▶ [Try it]
Keep every line of the data below that has the string "normalize" and present those lines.

(Recorded information begins)

#[cfg(test)]
mod tests {
    use super::*;
    use crate::pdf::Pdf;
    use rand::rngs::StdRng;
    use rand::SeedableRng;

    fn record(ray: &Ray, outward: Vec3) -> HitRecord {
        HitRecord::new(ray, 1.0, outward, 0.5, 0.5)
    }

    fn down_ray() -> Ray {
        Ray::new(Vec3::new(0.0, 1.0, 0.0), -Vec3::Y, 0.25)
    }

    #[test]
    fn test_lambertian_is_diffuse() {
        let mat = Material::lambertian(Color::new(0.8, 0.2, 0.1));
        let ray = down_ray();
        let rec = record(&ray, Vec3::Y);
        let mut rng = StdRng::seed_from_u64(1);

        let srec = mat.scatter(&ray, &rec, &mut rng).unwrap();
        assert!(!srec.is_specular);
        assert!(srec.specular_ray.is_none());
        assert_eq!(srec.attenuation, Color::new(0.8, 0.2, 0.1));

        let pdf = srec.pdf.unwrap();
        for _ in 0..100 {
            let d = pdf.generate(&mut rng);
            let scattered = Ray::new(rec.point, d, 0.0);
            assert_eq!(mat.scattering_pdf(&ray, &rec, &scattered), pdf.value(d));
        }
    }

    #[test]
    fn test_mirror_reflects_exactly() {
        let mat = Material::metal(Color::ONE, 0.0);
        let ray = Ray::new(Vec3::new(-1.0, 1.0, 0.0), Vec3::new(1.0, -1.0, 0.0), 0.25);
        let rec = HitRecord::new(&ray, 1.0, Vec3::Y, 0.0, 0.0);
        let mut rng = StdRng::seed_from_u64(1);

        let srec = mat.scatter(&ray, &rec, &mut rng).unwrap();
        assert!(srec.is_specular);
        assert!(srec.pdf.is_none());
        let out = srec.specular_ray.unwrap();
        assert_eq!(out.origin(), Vec3::ZERO);
        assert!((out.direction() - Vec3::new(1.0, 1.0, 0.0).normalize()).length() < 1e-12);
        assert_eq!(out.time(), 0.25);
    }

    #[test]
    fn test_dielectric_is_specular_and_white() {
        let mat = Material::dielectric(1.5);
        let ray = down_ray();
        let mut rng = StdRng::seed_from_u64(5);

        for outward in [Vec3::Y, -Vec3::Y] {
            let rec = record(&ray, outward);
            for _ in 0..50 {
                let srec = mat.scatter(&ray, &rec, &mut rng).unwrap();
                assert!(srec.is_specular);
                assert_eq!(srec.attenuation, Color::ONE);
            }
        }
    }

    #[test]
    fn test_dielectric_total_internal_reflection() {
        let mat = Material::dielectric(1.5);
        // Grazing ray from inside the glass
        let dir = Vec3::new(1.0, 0.1, 0.0).normalize();
        let ray = Ray::new(Vec3::ZERO, dir, 0.0);
        let rec = HitRecord::new(&ray, 1.0, Vec3::Y, 0.0, 0.0);
        assert!(!rec.front_face);
        let mut rng = StdRng::seed_from_u64(5);

        for _ in 0..50 {
            let out = mat.scatter(&ray, &rec, &mut rng).unwrap().specular_ray.unwrap();
            assert!(out.direction().y < 0.0);
        }
    }

    #[test]
    fn test_diffuse_light_front_face_only() {
        let mat = Material::diffuse_light(Color::splat(4.0));
        let ray = down_ray();
        let mut rng = StdRng::seed_from_u64(1);

        let front = record(&ray, Vec3::Y);
        assert_eq!(mat.emitted(&ray, &front), Color::splat(4.0));
        assert!(mat.scatter(&ray, &front, &mut rng).is_none());

        let back = record(&ray, -Vec3::Y);
        assert_eq!(mat.emitted(&ray, &back), Color::ZERO);
        assert!(mat.is_emitter());
    }

    #[test]
    fn test_isotropic_scatters_uniformly() {
        let mat = Material::isotropic(Arc::new(ConstantTexture::new(Color::splat(0.7))));
        let ray = down_ray();
        let rec = record(&ray, Vec3::X);
        let mut rng = StdRng::seed_from_u64(2);

        let mut mean = Vec3::ZERO;
        for _ in 0..5000 {
            let srec = mat.scatter(&ray, &rec, &mut rng).unwrap();
            assert_eq!(srec.attenuation, Color::splat(0.7));
            mean += srec.specular_ray.unwrap().direction();
        }
        assert!((mean / 5000.0).length() < 0.05);
    }

    #[test]
    fn test_pbr_branches() {
        let ray = Ray::new(Vec3::new(-1.0, 1.0, 0.0), Vec3::new(1.0, -1.0, 0.0), 0.0);
        let rec = HitRecord::new(&ray, 1.0, Vec3::Y, 0.0, 0.0);
        let mut rng = StdRng::seed_from_u64(8);

        // Fully metallic always takes the specular lobe, tinted by albedo
        let metal = Material::pbr(
            PbrMaterial::new(Arc::new(ConstantTexture::new(Color::new(0.9, 0.6, 0.2))))
                .with_metalness(Arc::new(ConstantTexture::new(Color::ONE)))
                .with_roughness(Arc::new(ConstantTexture::new(Color::splat(0.3)))),
        );
        for _ in 0..100 {
            let srec = metal.scatter(&ray, &rec, &mut rng).unwrap();
            assert!(srec.is_specular);
            assert_eq!(srec.attenuation, Color::new(0.9, 0.6, 0.2));
            assert!(srec.specular_ray.unwrap().direction().y > 0.0);
        }

        // Dielectric PBR mostly goes diffuse with the lobe PDF
        let plastic = Material::pbr(PbrMaterial::new(Arc::new(ConstantTexture::new(
            Color::splat(0.5),
        ))));
        let mut diffuse = 0;
        for _ in 0..1000 {
            let srec = plastic.scatter(&ray, &rec, &mut rng).unwrap();
            if !srec.is_specular {
                assert!(matches!(srec.pdf, Some(MaterialPdf::Pbr(_))));
                diffuse += 1;
            }
        }
        assert!(diffuse > 800, "diffuse branch taken {} times", diffuse);
    }

    #[test]
    fn test_schlick() {
        assert!((schlick(1.0, 1.5) - 0.04).abs() < 1e-12);
        assert!((schlick(0.0, 1.5) - 1.0).abs() < 1e-12);
    }
}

(Recorded information ends)

▶ [Answer area]
        assert!((out.direction() - Vec3::new(1.0, 1.0, 0.0).normalize()).length() < 1e-12);
        let dir = Vec3::new(1.0, 0.1, 0.0).normalize();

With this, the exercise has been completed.